Opinión El Mercurio, 5 de octubre de 2012

El reino de los cerdos

David Gallagher |

Si hay una fuente de desigualdad en el mundo, es la que se da entre humanos y animales, sobre todo aquellos que llamamos "domésticos" y criamos nada más que para comerlos. Por algo hay gente que por razones puramente morales, no come carne. J. M. Coetzee ha convertido la matanza industrial de animales en un tema recurrente de sus novelas, comparándola hasta con el Holocausto. Pero no es un tema que nos provoque mucha angustia, porque nuestras preocupaciones éticas son débiles cuando no las detona un disgusto estético, que en este caso se da poco, porque en general no vemos a los animales morir. Por otro lado no sentimos que haya riesgo en oprimirlos; no esperamos un súbito alzamiento de vacas camino al matadero, o que de repente se subleven los cerdos de Freirina y expulsen a los humanos para liberarse de su hedor.

Pero es justo lo que pasa en "Rebelión en la granja", la gran novela de George Orwell, de 1945, en que los animales, liderados por dos jóvenes cerdos llamados Bola de Nieve y Napoleón, se toman la granja de Mr. Jones. Actuando en nombre de la justicia y de la igualdad, imponen los Siete Mandamientos del Animalismo, de los cuales los más importantes son "Quien camina en dos patas es un enemigo" y "Todos los animales son iguales". Pero poco a poco los cerdos cobran ascendencia, y se da una ardua lucha por el poder entre Bola de Nieve, quien propone construir un molino de viento, y Napoleón, opuesto a la idea.
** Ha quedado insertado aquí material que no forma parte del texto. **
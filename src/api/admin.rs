//! Administrator read endpoints, request notes and logout

use axum::{
    extract::{Path, Query, State},
    Json,
};
use serde::{Deserialize, Serialize};
use utoipa::ToSchema;
use uuid::Uuid;

use crate::{
    error::AppResult,
    models::{
        activity::{ActivityEntry, ActivityQuery, RequestMeta},
        borrow_request::{BorrowRequest, BorrowRequestQuery},
        loan::{LoanDetails, LoanQuery, OverdueLoan},
        notification::{NotificationQuery, QueuedNotification},
    },
    services::stats::DashboardStats,
};

use super::{AuthenticatedAdmin, PaginatedResponse};

#[derive(Deserialize, ToSchema)]
pub struct UpdateNotesRequest {
    pub admin_notes: Option<String>,
}

#[derive(Serialize, ToSchema)]
pub struct LogoutResponse {
    pub success: bool,
}

/// List borrow requests
#[utoipa::path(
    get,
    path = "/borrow-requests",
    tag = "admin",
    security(("bearer_auth" = [])),
    params(BorrowRequestQuery),
    responses(
        (status = 200, description = "Borrow requests, newest first", body = PaginatedResponse<BorrowRequest>),
        (status = 401, description = "Not authenticated")
    )
)]
pub async fn list_borrow_requests(
    State(state): State<crate::AppState>,
    AuthenticatedAdmin(_claims): AuthenticatedAdmin,
    Query(query): Query<BorrowRequestQuery>,
) -> AppResult<Json<PaginatedResponse<BorrowRequest>>> {
    let (requests, total) = state.services.borrow_requests.list(&query).await?;
    Ok(Json(PaginatedResponse::new(requests, total, query.page, query.per_page, 20)))
}

/// Get one borrow request
#[utoipa::path(
    get,
    path = "/borrow-requests/{id}",
    tag = "admin",
    security(("bearer_auth" = [])),
    params(
        ("id" = Uuid, Path, description = "Borrow request ID")
    ),
    responses(
        (status = 200, description = "Borrow request", body = BorrowRequest),
        (status = 404, description = "Request not found")
    )
)]
pub async fn get_borrow_request(
    State(state): State<crate::AppState>,
    AuthenticatedAdmin(_claims): AuthenticatedAdmin,
    Path(id): Path<Uuid>,
) -> AppResult<Json<BorrowRequest>> {
    Ok(Json(state.services.borrow_requests.get(id).await?))
}

/// Replace the admin notes of a request
#[utoipa::path(
    put,
    path = "/borrow-requests/{id}/notes",
    tag = "admin",
    security(("bearer_auth" = [])),
    params(
        ("id" = Uuid, Path, description = "Borrow request ID")
    ),
    request_body = UpdateNotesRequest,
    responses(
        (status = 200, description = "Notes updated", body = BorrowRequest),
        (status = 404, description = "Request not found")
    )
)]
pub async fn update_request_notes(
    State(state): State<crate::AppState>,
    AuthenticatedAdmin(_claims): AuthenticatedAdmin,
    Path(id): Path<Uuid>,
    Json(request): Json<UpdateNotesRequest>,
) -> AppResult<Json<BorrowRequest>> {
    let updated = state
        .services
        .borrow_requests
        .update_notes(id, request.admin_notes.as_deref())
        .await?;
    Ok(Json(updated))
}

/// List the outbound notification queue
#[utoipa::path(
    get,
    path = "/notifications",
    tag = "admin",
    security(("bearer_auth" = [])),
    params(NotificationQuery),
    responses(
        (status = 200, description = "Queue entries, newest first", body = PaginatedResponse<QueuedNotification>),
        (status = 401, description = "Not authenticated")
    )
)]
pub async fn list_notifications(
    State(state): State<crate::AppState>,
    AuthenticatedAdmin(_claims): AuthenticatedAdmin,
    Query(query): Query<NotificationQuery>,
) -> AppResult<Json<PaginatedResponse<QueuedNotification>>> {
    let (entries, total) = state.services.notifications.list(&query).await?;
    Ok(Json(PaginatedResponse::new(entries, total, query.page, query.per_page, 50)))
}

/// List loans
#[utoipa::path(
    get,
    path = "/loans",
    tag = "admin",
    security(("bearer_auth" = [])),
    params(LoanQuery),
    responses(
        (status = 200, description = "Loans with copy and book", body = PaginatedResponse<LoanDetails>)
    )
)]
pub async fn list_loans(
    State(state): State<crate::AppState>,
    AuthenticatedAdmin(_claims): AuthenticatedAdmin,
    Query(query): Query<LoanQuery>,
) -> AppResult<Json<PaginatedResponse<LoanDetails>>> {
    let (loans, total) = state.services.loans.list(&query).await?;
    Ok(Json(PaginatedResponse::new(loans, total, query.page, query.per_page, 20)))
}

/// Get one loan
#[utoipa::path(
    get,
    path = "/loans/{id}",
    tag = "admin",
    security(("bearer_auth" = [])),
    params(
        ("id" = Uuid, Path, description = "Loan ID")
    ),
    responses(
        (status = 200, description = "Loan", body = LoanDetails),
        (status = 404, description = "Loan not found")
    )
)]
pub async fn get_loan(
    State(state): State<crate::AppState>,
    AuthenticatedAdmin(_claims): AuthenticatedAdmin,
    Path(id): Path<Uuid>,
) -> AppResult<Json<LoanDetails>> {
    Ok(Json(state.services.loans.get(id).await?))
}

/// Open loans past their due date, with today's fee
#[utoipa::path(
    get,
    path = "/loans/overdue",
    tag = "admin",
    security(("bearer_auth" = [])),
    responses(
        (status = 200, description = "Past-due loans", body = Vec<OverdueLoan>)
    )
)]
pub async fn list_overdue_loans(
    State(state): State<crate::AppState>,
    AuthenticatedAdmin(_claims): AuthenticatedAdmin,
) -> AppResult<Json<Vec<OverdueLoan>>> {
    Ok(Json(state.services.loans.overdue().await?))
}

/// Audit trail
#[utoipa::path(
    get,
    path = "/activity",
    tag = "admin",
    security(("bearer_auth" = [])),
    params(ActivityQuery),
    responses(
        (status = 200, description = "Activity entries, newest first", body = PaginatedResponse<ActivityEntry>)
    )
)]
pub async fn list_activity(
    State(state): State<crate::AppState>,
    AuthenticatedAdmin(_claims): AuthenticatedAdmin,
    Query(query): Query<ActivityQuery>,
) -> AppResult<Json<PaginatedResponse<ActivityEntry>>> {
    let (entries, total) = state.services.activity(&query).await?;
    Ok(Json(PaginatedResponse::new(entries, total, query.page, query.per_page, 50)))
}

/// Dashboard counters
#[utoipa::path(
    get,
    path = "/stats",
    tag = "admin",
    security(("bearer_auth" = [])),
    responses(
        (status = 200, description = "Dashboard statistics", body = DashboardStats)
    )
)]
pub async fn get_stats(
    State(state): State<crate::AppState>,
    AuthenticatedAdmin(_claims): AuthenticatedAdmin,
) -> AppResult<Json<DashboardStats>> {
    Ok(Json(state.services.stats.dashboard().await?))
}

/// Revoke the current session token
#[utoipa::path(
    post,
    path = "/admin/logout",
    tag = "admin",
    security(("bearer_auth" = [])),
    responses(
        (status = 200, description = "Token revoked", body = LogoutResponse),
        (status = 401, description = "Not authenticated")
    )
)]
pub async fn logout(
    State(state): State<crate::AppState>,
    AuthenticatedAdmin(claims): AuthenticatedAdmin,
    meta: RequestMeta,
) -> AppResult<Json<LogoutResponse>> {
    state.services.auth.logout(&claims, &meta).await?;
    Ok(Json(LogoutResponse { success: true }))
}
Napoleón gana y, convertido en dictador, anuncia, con el envidiable desparpajo de los dictadores, que el molino se le había ocurrido a él. La igualdad, la justicia y el molino, de ser los fines para los cuales el poder era un medio, pasan a ser ellos mismos los medios -más bien retóricos- para consolidar el poder, ya convertido en el único fin. Los cerdos empiezan a andar en dos patas, y a vestirse como humanos. Los mandamientos originales son modificados, hasta que quedan sólo dos: "Cuatro patas bien, dos patas mejor" y el famoso "Todos los animales son iguales, pero algunos animales son más iguales que otros".

Para Orwell la novela era, claro, una sátira de las dictaduras de Hitler y Stalin. Pero la alegoría es aplicable en cualquier circunstancia en que el poder deja de ser un medio y pasa a ser un fin. En Chile, ya lo es para muchos de nuestros políticos. Por eso fue oportuno que en el último Ch.ACO, la feria de arte que se celebró recién en la Estación Mapocho, hayan invitado a Gonzalo Sánchez a colocar allí una ingeniosa instalación inspirada en la novela de Orwell. Nada mejor para ayudarnos, en esta larga temporada de elecciones, a analizar a cada candidato, haciéndonos siempre la pregunta clave: ¿tiene algo valioso que ofrecer, o busca el poder sólo porque sí?

En general, el político que busca el poder porque sí no más se da con más frecuencia en países -y Chile es uno- en que se ha debilitado el concepto de liderazgo. Países en que, en vez de conducir a la gente, en vez de buscar el poder para realizar algún propósito valioso, los políticos se dejan guiar por encuestadores y marqueteros. Cuando actúan así se asemejan a los cerdos de Orwell. Es cierto que en una democracia no matan para llegar al poder, pero como éste es lo único que les importa, son poco más que una parodia del cerdo Napoleón, una versión soft , mediocre de él.

Esos cerdos caminando en dos patas nos hacen pensar en otra cosa: en que la novela es una alegoría de América Latina. Acemoglu y Robinson, en su libro reciente sobre por qué los países fracasan, se asombran de lo poco que disminuye la desigualdad en esta región tan proclive a las revoluciones. Una y otra vez los cerdos revolucionarios terminan caminando en dos patas, como los "boligarcas" de Chávez o los comunistas en Cuba.